Carol Kursen Palmieri remembered that day. “We were smoking outside during that fire drill,” she said.

Weehawken High School’s “most eligible (former) bachelors”

Donald Forrest immediately distinguished himself from the group as something of a Cassanova-like troublemaker. He and his friend Bruce Bauer—both active in football, basketball, baseball and track, and friends now for over 55 years—were quite desirable dating prospects for the ladies in high school. “Every blonde and brunette dated these fellows,” Voloerman confirmed.
“I tried to be a player but I didn’t have the tools,” Forrest lamented, even though he admitted his dating history was a tad more extensive than average. “We had some good-looking cheerleaders,” he said.
“They were more famous than our teams,” Bauer chuckled, even though he was part of a generational athletic legacy himself. His father received Weehawken High’s “Most Athletic” award in 1931, Bauer received the same award in 1961, and his son received it (though from a different town) in 1984.
Forrest, who lost the title of “Most Athletic” to Bauer by a few points, claimed, “I played basketball so I could sit on the bench next to the cheerleaders.”
How did he attract their attention? He shared his three tenets for driving the ladies wild: “learn to dance, pay attention in school, and take shop classes.”
Clearly things have changed over the years, but there is one key difference between high school then and high school now, the two noted. “We didn’t have drugs,” Forrest said. “We smoked a little bit, but our coach didn’t like us to.”
“We were there years before marijuana became popular,” Bauer added. “That’s how old we are.”

From the spotlight to the Shades

“These are still dirty old guys,” Eddie Miller said of Bauer and Forrest. As for the rest of his classmates? “Half of them are alright, some should be in a mental institution,” he said.
Miller—known by some as “The Fonz” back in high school—has lived and worked in Weehawken all his life. His forearms bear the name of his wife of 46 years and his own name tattooed in Chinese, and on his upper arms are the names of his children and grandchildren.
He drove a tractor trailer for 32 years and has worked as custodian for the Webster School for the past 18. His has been “a tough life, but a good life,” he said.
Miller feels things were different back then, particularly for those who lived in the Shades like he did. “I tell you, we had nothing, but everybody stuck together,” he explained. “These days, my grandkids get everything they want.”
Miller’s parents both died young of heart attacks, and he was left to help raise his two sisters.

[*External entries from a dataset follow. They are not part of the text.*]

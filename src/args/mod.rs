use std::ffi::OsString;

use clap::Parser;

/// Raw command line as clap sees it.
///
/// The built-in help and version flags are disabled so that both print the
/// fixed one-line output instead of clap's generated text. Any other
/// dash-prefixed token is taken as a positional, and repeated flags are
/// accepted, so clap only rejects arguments that are not valid UTF-8.
#[derive(Debug, Parser)]
#[command(
    name = "headcheck",
    disable_help_flag = true,
    disable_version_flag = true,
    args_override_self = true
)]
pub struct Cli {
    /// Print the documentation link.
    #[arg(long)]
    pub help: bool,

    /// Print the version.
    #[arg(long)]
    pub version: bool,

    /// URL to check. Exactly one is expected.
    #[arg(value_name = "URL", allow_hyphen_values = true)]
    pub urls: Vec<String>,
}

/// What a single run of the program was asked to do.
#[derive(Debug, Clone, PartialEq, Eq)]
pub enum Invocation {
    Help,
    Version,
    /// Check the given candidate URL (not yet validated).
    Check(String),
    /// Wrong number of arguments, or arguments that are not valid UTF-8.
    Usage,
}

impl Invocation {
    /// Classify a full argument list, program name included.
    ///
    /// `--help` wins over everything else, `--version` wins over positional
    /// arguments. A single other token, dash-prefixed or not, is the
    /// candidate URL.
    pub fn parse_from<I, T>(args: I) -> Self
    where
        I: IntoIterator<Item = T>,
        T: Into<OsString> + Clone,
    {
        let cli = match Cli::try_parse_from(args) {
            Ok(cli) => cli,
            Err(err) => {
                tracing::debug!(kind = ?err.kind(), "rejected arguments");
                return Invocation::Usage;
            }
        };

        Self::from_cli(cli)
    }

    /// Classify the arguments of the running process.
    pub fn from_env() -> Self {
        Self::parse_from(std::env::args_os())
    }

    fn from_cli(cli: Cli) -> Self {
        // Once a positional has been seen, clap hands later flags over as values.
        let passed = |flag: &str| cli.urls.iter().any(|url| url == flag);

        if cli.help || passed("--help") {
            return Invocation::Help;
        }
        if cli.version || passed("--version") {
            return Invocation::Version;
        }

        let mut urls = cli.urls;
        match (urls.pop(), urls.is_empty()) {
            (Some(url), true) => Invocation::Check(url),
            _ => Invocation::Usage,
        }
    }
}
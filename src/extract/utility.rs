// SPDX-License-Identifier: PMPL-1.0-or-later
// SPDX-FileCopyrightText: 2025 Jonathan D.A. Jewell
//! Utility-class color references in markup (`bg-trust-50`, `text-white/80`)

use crate::error::Result;
use crate::extract::LineIndex;
use regex::Regex;
use serde::{Deserialize, Serialize};
use std::fmt;

#[derive(Debug, Clone, Copy, PartialEq, Eq, Hash, Serialize, Deserialize)]
#[serde(rename_all = "lowercase")]
pub enum UtilityKind {
    Background,
    Text,
    Border,
}

impl UtilityKind {
    fn from_prefix(prefix: &str) -> Option<Self> {
        match prefix {
            "bg" => Some(UtilityKind::Background),
            "text" => Some(UtilityKind::Text),
            "border" => Some(UtilityKind::Border),
            _ => None,
        }
    }

    pub fn prefix(self) -> &'static str {
        match self {
            UtilityKind::Background => "bg",
            UtilityKind::Text => "text",
            UtilityKind::Border => "border",
        }
    }
}

impl fmt::Display for UtilityKind {
    fn fmt(&self, f: &mut fmt::Formatter<'_>) -> fmt::Result {
        f.write_str(self.prefix())
    }
}

/// One `bg-`/`text-`/`border-` class
#[derive(Debug, Clone, PartialEq, Eq, Serialize, Deserialize)]
pub struct UtilityRef {
    pub kind: UtilityKind,
    /// Token name after the prefix; may not be a color at all (`text-lg`)
    pub token: String,
    /// Percentage from a `/NN` modifier
    pub opacity: Option<u8>,
    /// State or breakpoint prefix such as `hover` or `md`
    pub variant: Option<String>,
}

impl UtilityRef {
    pub fn alpha(&self) -> f64 {
        self.opacity.map(|o| o as f64 / 100.0).unwrap_or(1.0)
    }
}

/// A `class="..."` attribute with its color references
#[derive(Debug, Clone)]
pub struct ClassAttribute {
    /// Attribute text as written, e.g. `class="bg-trust-50 text-white"`
    pub raw: String,
    pub line: usize,
    pub refs: Vec<UtilityRef>,
}

impl ClassAttribute {
    /// References that apply without any state or breakpoint variant
    pub fn base_refs(&self, kind: UtilityKind) -> impl Iterator<Item = &UtilityRef> {
        self.refs
            .iter()
            .filter(move |r| r.kind == kind && r.variant.is_none())
    }
}

pub struct UtilityPatterns {
    attribute: Regex,
    class: Regex,
}

impl UtilityPatterns {
    pub fn new() -> Result<Self> {
        Ok(Self {
            attribute: Regex::new(r#"\bclass(?:Name)?\s*=\s*(?:"([^"]*)"|'([^']*)')"#)?,
            class: Regex::new(
                r"^(bg|text|border)-([a-z][a-z0-9]*(?:-[a-z0-9]+)*)(?:/(\d{1,3}))?$",
            )?,
        })
    }

    /// Class attributes in `text` that carry at least one color reference
    pub fn class_attributes(&self, text: &str) -> Vec<ClassAttribute> {
        let lines = LineIndex::new(text);
        let mut found = Vec::new();

        for caps in self.attribute.captures_iter(text) {
            let Some(whole) = caps.get(0) else { continue };
            let Some(value) = caps.get(1).or_else(|| caps.get(2)) else {
                continue;
            };

            let refs: Vec<UtilityRef> = value
                .as_str()
                .split_whitespace()
                .filter_map(|class| self.parse_class(class))
                .collect();

            if refs.is_empty() {
                continue;
            }

            found.push(ClassAttribute {
                raw: whole.as_str().to_string(),
                line: lines.line_of(whole.start()),
                refs,
            });
        }

        found
    }

    fn parse_class(&self, class: &str) -> Option<UtilityRef> {
        let (variant, base) = match class.rsplit_once(':') {
            Some((variant, base)) => (Some(variant.to_string()), base),
            None => (None, class),
        };
        let caps = self.class.captures(base)?;
        let kind = UtilityKind::from_prefix(&caps[1])?;
        let opacity = match caps.get(3) {
            Some(m) => {
                let pct: u8 = m.as_str().parse().ok()?;
                if pct > 100 {
                    return None;
                }
                Some(pct)
            }
            None => None,
        };
        Some(UtilityRef {
            kind,
            token: caps[2].to_string(),
            opacity,
            variant,
        })
    }
}
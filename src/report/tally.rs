// SPDX-License-Identifier: PMPL-1.0-or-later
// SPDX-FileCopyrightText: 2025 Jonathan D.A. Jewell
//! Usage counters for spacing, typography and secondary statistics

use serde::{Deserialize, Serialize};
use std::collections::HashMap;
use std::path::{Path, PathBuf};

/// A value and how often it was used
#[derive(Debug, Clone, PartialEq, Eq, Serialize, Deserialize)]
pub struct ValueCount {
    pub value: String,
    pub count: usize,
}

#[derive(Debug, Clone)]
pub struct TallyEntry {
    pub value: String,
    pub count: usize,
    pub standard: bool,
    /// First place the value was seen
    pub file: PathBuf,
    pub line: usize,
}

/// Counts values in discovery order, remembering where each was first seen
#[derive(Debug, Clone, Default)]
pub struct UsageTally {
    entries: Vec<TallyEntry>,
    index: HashMap<String, usize>,
}

impl UsageTally {
    pub fn new() -> Self {
        Self::default()
    }

    pub fn add(&mut self, value: &str, standard: bool, file: &Path, line: usize) {
        match self.index.get(value) {
            Some(&i) => self.entries[i].count += 1,
            None => {
                self.index.insert(value.to_string(), self.entries.len());
                self.entries.push(TallyEntry {
                    value: value.to_string(),
                    count: 1,
                    standard,
                    file: file.to_path_buf(),
                    line,
                });
            }
        }
    }

    /// Total usages
    pub fn total(&self) -> usize {
        self.entries.iter().map(|e| e.count).sum()
    }

    /// Usages of non-standard values
    pub fn non_standard_total(&self) -> usize {
        self.non_standard().map(|e| e.count).sum()
    }

    pub fn unique(&self) -> usize {
        self.entries.len()
    }

    pub fn non_standard(&self) -> impl Iterator<Item = &TallyEntry> {
        self.entries.iter().filter(|e| !e.standard)
    }

    /// Most used first; ties keep discovery order
    pub fn ranked(&self) -> Vec<ValueCount> {
        rank(self.entries.iter())
    }

    pub fn ranked_non_standard(&self) -> Vec<ValueCount> {
        rank(self.non_standard())
    }
}

fn rank<'a>(entries: impl Iterator<Item = &'a TallyEntry>) -> Vec<ValueCount> {
    let mut counts: Vec<ValueCount> = entries
        .map(|e| ValueCount {
            value: e.value.clone(),
            count: e.count,
        })
        .collect();
    counts.sort_by(|a, b| b.count.cmp(&a.count));
    counts
}
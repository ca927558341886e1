// SPDX-License-Identifier: PMPL-1.0-or-later
// SPDX-FileCopyrightText: 2025 Jonathan D.A. Jewell
//! Source tree enumeration
//!
//! Walks a directory, keeps files with configured extensions and hands them
//! to the [`AuditEngine`] in path order.

use crate::config::ScanConfig;
use crate::engine::AuditEngine;
use crate::error::Result;
use crate::report::ConsistencyReport;
use std::path::{Path, PathBuf};
use tracing::info;
use walkdir::WalkDir;

/// One input file and its text
#[derive(Debug, Clone)]
pub struct SourceFile {
    pub path: PathBuf,
    pub content: String,
}

impl SourceFile {
    pub fn new(path: impl Into<PathBuf>, content: impl Into<String>) -> Self {
        Self {
            path: path.into(),
            content: content.into(),
        }
    }
}

/// Read a single file
pub fn read_source(path: &Path) -> Result<SourceFile> {
    let content = std::fs::read_to_string(path)?;
    Ok(SourceFile::new(path, content))
}

fn is_scannable(path: &Path, scan: &ScanConfig) -> bool {
    path.extension()
        .and_then(|e| e.to_str())
        .map(|ext| scan.extensions.iter().any(|e| e.eq_ignore_ascii_case(ext)))
        .unwrap_or(false)
}

/// Collect every scannable file under `root`, sorted by path.
///
/// A missing root or unreadable file contributes nothing.
pub fn collect_sources(root: &Path, scan: &ScanConfig) -> Vec<SourceFile> {
    info!("Scanning directory: {}", root.display());

    let mut files = Vec::new();
    let walker = WalkDir::new(root)
        .follow_links(false)
        .into_iter()
        .filter_entry(|e| {
            if e.depth() == 0 || !e.file_type().is_dir() {
                return true;
            }
            let name = e.file_name().to_str().unwrap_or("");
            !scan.exclude.iter().any(|d| d == name) && !name.starts_with('.')
        });

    for entry in walker {
        let entry = match entry {
            Ok(e) => e,
            Err(_) => continue,
        };
        if !entry.file_type().is_file() || !is_scannable(entry.path(), scan) {
            continue;
        }
        match read_source(entry.path()) {
            Ok(file) => files.push(file),
            Err(e) => info!("Skipping {}: {}", entry.path().display(), e),
        }
    }

    files.sort_by(|a, b| a.path.cmp(&b.path));
    info!(files = files.len(), "Collected sources");
    files
}

/// Collect and audit a directory in one step
pub fn audit_directory(engine: &AuditEngine, root: &Path) -> ConsistencyReport {
    let files = collect_sources(root, &engine.config().scan);
    engine.audit(&files)
}

#[cfg(test)]
mod tests {
    use super::*;
    use crate::config::Config;
    use std::fs;
    use tempfile::TempDir;

    #[test]
    fn test_scan_nonexistent_dir() {
        let engine = AuditEngine::new(&Config::default()).unwrap();
        let report = audit_directory(&engine, Path::new("/nonexistent/path"));
        assert_eq!(report.files_scanned, 0);
        assert_eq!(report.overall_score, 100.0);
    }

    #[test]
    fn test_collect_filters_and_sorts() {
        let dir = TempDir::new().unwrap();
        fs::write(dir.path().join("b.css"), ".b { color: #000; }").unwrap();
        fs::write(dir.path().join("a.html"), "<p></p>").unwrap();
        fs::write(dir.path().join("notes.md"), "#fff").unwrap();
        fs::create_dir(dir.path().join("node_modules")).unwrap();
        fs::write(dir.path().join("node_modules/lib.css"), ".x { color: red; }").unwrap();
        fs::create_dir(dir.path().join(".cache")).unwrap();
        fs::write(dir.path().join(".cache/x.css"), ".x { color: red; }").unwrap();

        let files = collect_sources(dir.path(), &ScanConfig::default());
        let names: Vec<_> = files
            .iter()
            .map(|f| f.path.file_name().unwrap().to_str().unwrap().to_string())
            .collect();
        assert_eq!(names, vec!["a.html", "b.css"]);
    }

    #[test]
    fn test_extension_match_is_case_insensitive() {
        let dir = TempDir::new().unwrap();
        fs::write(dir.path().join("MAIN.CSS"), "").unwrap();
        assert_eq!(collect_sources(dir.path(), &ScanConfig::default()).len(), 1);
    }

    #[test]
    fn test_read_source_missing_file() {
        assert!(read_source(Path::new("/nonexistent/file.css")).is_err());
    }
}
// SPDX-License-Identifier: PMPL-1.0-or-later
// SPDX-FileCopyrightText: 2025 Jonathan D.A. Jewell
//! Integration tests for palettebot

use palettebot::config::{load_config, write_default_config, Config};
use palettebot::contrast::PairSource;
use palettebot::report::{generate_report, OutputFormat, Severity};
use palettebot::scanner::{self, SourceFile};
use palettebot::{AuditEngine, ColorValue, ConsistencyReport, WcagStatus};
use std::fs;
use std::path::Path;
use tempfile::TempDir;

fn engine() -> AuditEngine {
    AuditEngine::new(&Config::default()).expect("default config should build")
}

fn audit_fixtures() -> ConsistencyReport {
    scanner::audit_directory(&engine(), Path::new("tests/fixtures"))
}

fn audit_text(path: &str, text: &str) -> ConsistencyReport {
    engine().audit(&[SourceFile::new(path, text)])
}

#[test]
fn test_fixtures_directory() {
    let report = audit_fixtures();
    assert_eq!(report.files_scanned, 3);

    let fail_aa = report.contrast_with_status(WcagStatus::FailAa);
    assert_eq!(fail_aa.len(), 1);
    assert_eq!(fail_aa[0].selector, ".muted");
    assert_eq!(fail_aa[0].foreground.as_str(), "#999999");

    let fail_aaa = report.contrast_with_status(WcagStatus::FailAaa);
    assert_eq!(fail_aaa.len(), 1);
    assert_eq!(fail_aaa[0].selector, "<p style>");
    assert_eq!(fail_aaa[0].source, PairSource::InlineStyle);

    assert_eq!(report.contrast_with_status(WcagStatus::Pass).len(), 3);
    assert!(report.should_fail());
}

#[test]
fn test_fixture_variables_resolve() {
    let report = audit_fixtures();
    let hero = report
        .contrast
        .iter()
        .find(|f| f.selector == ".hero")
        .expect("hero pair should resolve through custom properties");
    assert_eq!(hero.foreground.as_str(), "#1E3A8A");
    assert_eq!(hero.background.as_str(), "#FDFBF7");
    assert_eq!(hero.status, WcagStatus::Pass);
}

#[test]
fn test_fixture_utility_pair() {
    let report = audit_fixtures();
    let header = report
        .contrast
        .iter()
        .find(|f| f.source == PairSource::UtilityClass)
        .expect("utility pair");
    assert_eq!(header.selector, "bg-trust-800 + text-white");
    assert_eq!(header.status, WcagStatus::Pass);
}

#[test]
fn test_fixture_decorative_pseudo_element_skipped() {
    let report = audit_fixtures();
    assert!(report.contrast.iter().all(|f| !f.selector.contains("::before")));
}

#[test]
fn test_fixture_color_reconciliation() {
    let report = audit_fixtures();
    // Definitions in tokens.css and the embedded blockquote are not usages
    assert_eq!(report.color.total_usages, 10);
    assert_eq!(report.color.undefined_usages, 6);
    assert_eq!(report.scores.color, 40.0);

    let legacy = report
        .color
        .undefined
        .iter()
        .find(|r| r.color.as_str() == "#123456")
        .expect("#123456 is undefined");
    assert_eq!(legacy.count, 2);

    let merged = report
        .color
        .clusters
        .iter()
        .find(|c| c.members.len() > 1)
        .expect("#123456 and #123457 cluster together");
    assert_eq!(merged.representative.as_str(), "#123456");
    assert_eq!(merged.total_count, 3);
}

#[test]
fn test_fixture_spacing_and_typography() {
    let report = audit_fixtures();
    assert_eq!(report.spacing.total_usages, 5);
    assert_eq!(report.spacing.non_standard_usages, 2);
    assert_eq!(report.scores.spacing, 60.0);
    assert_eq!(report.typography.font_size_usages, 2);
    assert_eq!(report.scores.typography, 50.0);
    assert!((report.overall_score - 50.0).abs() < 1e-9);
}

#[test]
fn test_fixture_deprecated_and_components() {
    let report = audit_fixtures();
    assert_eq!(report.deprecated.len(), 1);
    assert_eq!(report.deprecated[0].token, "neutral-100");
    assert_eq!(report.deprecated[0].replacement, "sand-100");
    assert_eq!(report.components.button_usages, 1);
    assert_eq!(report.components.card_usages, 1);
}

#[test]
fn test_fixture_issues() {
    let report = audit_fixtures();
    let errors = report.issues_by_severity(Severity::Error);
    assert_eq!(errors.len(), 1);
    assert_eq!(errors[0].rule_id, "PAL-CON-001");
    assert!(report.issues.iter().any(|i| i.rule_id == "PAL-TOK-002"));
    assert!(!report.recommendations.is_empty());
}

#[test]
fn test_black_on_white_pair() {
    let report = audit_text("a.css", ".x { color: #000; background: #fff; }");
    assert_eq!(report.contrast.len(), 1);
    assert!((report.contrast[0].ratio - 21.0).abs() < 1e-6);
    assert_eq!(report.contrast[0].status, WcagStatus::Pass);
}

#[test]
fn test_two_foregrounds_one_background() {
    let css = ".x {\n  color: #000;\n  color: #333;\n  background: #fff;\n}\n";
    let report = audit_text("a.css", css);
    assert_eq!(report.contrast.len(), 2);
}

#[test]
fn test_repeated_rule_deduplicated() {
    let css = ".x { color: #000; background: #fff; }\n.x { color: #000; background: #fff; }\n";
    assert_eq!(audit_text("a.css", css).contrast.len(), 1);
}

#[test]
fn test_unresolved_variable_drops_pair() {
    let report = audit_text("a.css", ".x { color: var(--nope); background: #fff; }");
    assert!(report.contrast.is_empty());
}

#[test]
fn test_repeated_undefined_color() {
    let css = (1..=6)
        .map(|i| format!(".c{} {{ color: #123456; }}\n", i))
        .collect::<String>();
    let report = audit_text("a.css", &css);
    assert_eq!(report.color.undefined.len(), 1);
    assert_eq!(report.color.undefined[0].count, 6);
}

#[test]
fn test_third_party_and_definition_excluded() {
    let html = r#"<blockquote class="instagram-media" style="background:#FFF; border:0;"></blockquote>"#;
    assert_eq!(audit_text("embed.html", html).color.total_usages, 0);

    let css = ":root {\n  --brand: #ABCDEF;\n}\n";
    assert_eq!(audit_text("tokens.css", css).color.total_usages, 0);
}

#[test]
fn test_empty_corpus_report() {
    let report = engine().audit(&[]);
    assert_eq!(report.scores.color, 100.0);
    assert_eq!(report.scores.spacing, 100.0);
    assert_eq!(report.scores.typography, 100.0);
    assert_eq!(report.scores.components, 75.0);
    assert!(report.issues.is_empty());
    assert!(!report.should_fail());
}

#[test]
fn test_normalize_equivalence() {
    let short = ColorValue::parse("#ABC").unwrap();
    let long = ColorValue::parse("#AABBCC").unwrap();
    assert_eq!(short, long);
    assert_eq!(ColorValue::parse(short.as_str()).unwrap(), short);
}

#[test]
fn test_scan_tempdir_skips_excluded() {
    let dir = TempDir::new().unwrap();
    fs::write(dir.path().join("site.css"), ".a { color: #000; background: #fff; }").unwrap();
    fs::create_dir(dir.path().join("node_modules")).unwrap();
    fs::write(
        dir.path().join("node_modules/lib.css"),
        ".b { color: #aaa; background: #fff; }",
    )
    .unwrap();

    let report = scanner::audit_directory(&engine(), dir.path());
    assert_eq!(report.files_scanned, 1);
    assert!(!report.should_fail());
}

#[test]
fn test_output_formats() {
    let report = audit_fixtures();

    let md = generate_report(&report, OutputFormat::Markdown);
    assert!(md.contains("RESULT: FAIL"));
    assert!(md.contains("#123456"));

    let json = generate_report(&report, OutputFormat::Json);
    let parsed: serde_json::Value = serde_json::from_str(&json).unwrap();
    assert_eq!(parsed["files_scanned"], 3);

    let sarif = generate_report(&report, OutputFormat::Sarif);
    let parsed: serde_json::Value = serde_json::from_str(&sarif).unwrap();
    assert_eq!(parsed["version"], "2.1.0");
    assert_eq!(parsed["runs"][0]["tool"]["driver"]["name"], "palettebot");
}

#[test]
fn test_config_roundtrip_drives_engine() {
    let dir = TempDir::new().unwrap();
    let path = dir.path().join("palettebot.toml");
    write_default_config(&path).unwrap();

    let mut config = load_config(&path).unwrap();
    config
        .palette
        .insert("legacy-navy".to_string(), "#123456".to_string());
    let engine = AuditEngine::new(&config).unwrap();

    let report = engine.audit(&[SourceFile::new("a.css", ".x { color: #123456; }")]);
    assert_eq!(report.color.undefined_usages, 0);
    assert_eq!(report.color.token_usage.get("legacy-navy"), Some(&1));
}
// SPDX-License-Identifier: PMPL-1.0-or-later
// SPDX-FileCopyrightText: 2025 Jonathan D.A. Jewell
//! palettebot CLI - Design Token Consistency & Accessibility Auditor
//!
//! Part of the gitbot-fleet ecosystem.

use clap::{Parser, Subcommand, ValueEnum};
use palettebot::config::{self, Config};
use palettebot::report::{generate_report, OutputFormat};
use palettebot::{scanner, AuditEngine, ContrastFinding, WcagStatus};
use std::path::{Path, PathBuf};
use tracing_subscriber::EnvFilter;

/// Design token consistency and color accessibility auditor for gitbot-fleet
#[derive(Parser)]
#[command(name = "palettebot")]
#[command(version, about, long_about = None)]
struct Cli {
    /// Path to configuration file
    #[arg(short, long, global = true)]
    config: Option<PathBuf>,

    #[command(subcommand)]
    command: Commands,
}

#[derive(Subcommand)]
enum Commands {
    /// Audit a directory of stylesheets and markup
    Audit {
        /// Directory to scan
        dir: PathBuf,

        /// Output format
        #[arg(long, default_value = "markdown")]
        format: FormatArg,

        /// Output file (stdout if not specified)
        #[arg(long)]
        output: Option<PathBuf>,

        /// Also write the full JSON report to this file
        #[arg(long)]
        json: Option<PathBuf>,

        /// Enable verbose logging
        #[arg(long, short)]
        verbose: bool,
    },

    /// List contrast findings for a single file
    Contrast {
        /// File to analyze
        file: PathBuf,

        /// Print findings as JSON
        #[arg(long)]
        json: bool,

        /// Enable verbose logging
        #[arg(long, short)]
        verbose: bool,
    },

    /// Write a default configuration file
    Init {
        /// Write TOML instead of YAML
        #[arg(long)]
        toml: bool,
    },

    /// Show the effective configuration
    Show,
}

/// Output format CLI argument
#[derive(Debug, Clone, Copy, ValueEnum)]
enum FormatArg {
    /// Human-readable Markdown
    Markdown,
    /// Structured JSON
    Json,
    /// SARIF for IDE/CI
    Sarif,
}

impl From<FormatArg> for OutputFormat {
    fn from(arg: FormatArg) -> Self {
        match arg {
            FormatArg::Markdown => OutputFormat::Markdown,
            FormatArg::Json => OutputFormat::Json,
            FormatArg::Sarif => OutputFormat::Sarif,
        }
    }
}

fn init_logging(verbose: bool) {
    let filter = if verbose {
        EnvFilter::new("palettebot=debug")
    } else {
        EnvFilter::new("palettebot=warn")
    };

    tracing_subscriber::fmt()
        .with_env_filter(filter)
        .with_target(false)
        .with_writer(std::io::stderr)
        .init();
}

fn main() -> anyhow::Result<()> {
    let cli = Cli::parse();
    let config_path = cli.config.unwrap_or_else(config::default_config_path);

    match cli.command {
        Commands::Audit { dir, format, output, json, verbose } => {
            init_logging(verbose);
            let config = config::load_config(&config_path)?;
            let engine = AuditEngine::new(&config)?;
            let report = scanner::audit_directory(&engine, &dir);

            write_output(&generate_report(&report, format.into()), output.as_deref())?;
            if let Some(path) = json {
                write_output(&generate_report(&report, OutputFormat::Json), Some(&path))?;
            }

            if report.should_fail() {
                std::process::exit(1);
            }
        }

        Commands::Contrast { file, json, verbose } => {
            init_logging(verbose);
            let config = config::load_config(&config_path)?;
            let engine = AuditEngine::new(&config)?;
            let source = scanner::read_source(&file)?;
            let report = engine.audit(std::slice::from_ref(&source));

            if json {
                println!("{}", serde_json::to_string_pretty(&report.contrast)?);
            } else {
                print_contrast(&report.contrast);
            }

            if report.contrast.iter().any(|f| f.status == WcagStatus::FailAa) {
                std::process::exit(1);
            }
        }

        Commands::Init { toml } => {
            let path = if toml {
                config_path.with_extension("toml")
            } else {
                config_path
            };
            if path.exists() {
                anyhow::bail!("Config file already exists: {}", path.display());
            }
            config::write_default_config(&path)?;
            eprintln!("Config written to {}", path.display());
        }

        Commands::Show => {
            let config: Config = config::load_config(&config_path)?;
            println!("{}", serde_yaml::to_string(&config)?);
        }
    }

    Ok(())
}

fn print_contrast(findings: &[ContrastFinding]) {
    if findings.is_empty() {
        println!("No foreground/background pairs found.");
        return;
    }
    for f in findings {
        println!(
            "[{}] {:.2}:1  {} on {}  {} (line {})",
            f.status,
            f.ratio,
            f.foreground.as_str(),
            f.background.as_str(),
            f.selector,
            f.line
        );
    }
}

/// Write output to file or stdout
fn write_output(content: &str, path: Option<&Path>) -> anyhow::Result<()> {
    match path {
        Some(p) => {
            std::fs::write(p, content)?;
            eprintln!("Report written to {}", p.display());
        }
        None => {
            println!("{}", content);
        }
    }
    Ok(())
}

Money was scare, he said, and he fought for everything that he had—a stark contrast to life in uptown Weehawken.
“There was a divide,” Miller stated, “But if I could do it over again, I would do it the same ten times a hundred.”
Despite the attendees’ varied high school experiences, most everyone agreed on one thing: the event was a success. Hahne was pleased that her classmates enjoyed themselves, and she left future generations with one crucial—if not censorable—piece of advice.
“I tell my grandchildren, when you’re in high school, you try hard to make everyone like you,” she said. “When you get older, you don’t give a s…[let’s just say ‘darn’].”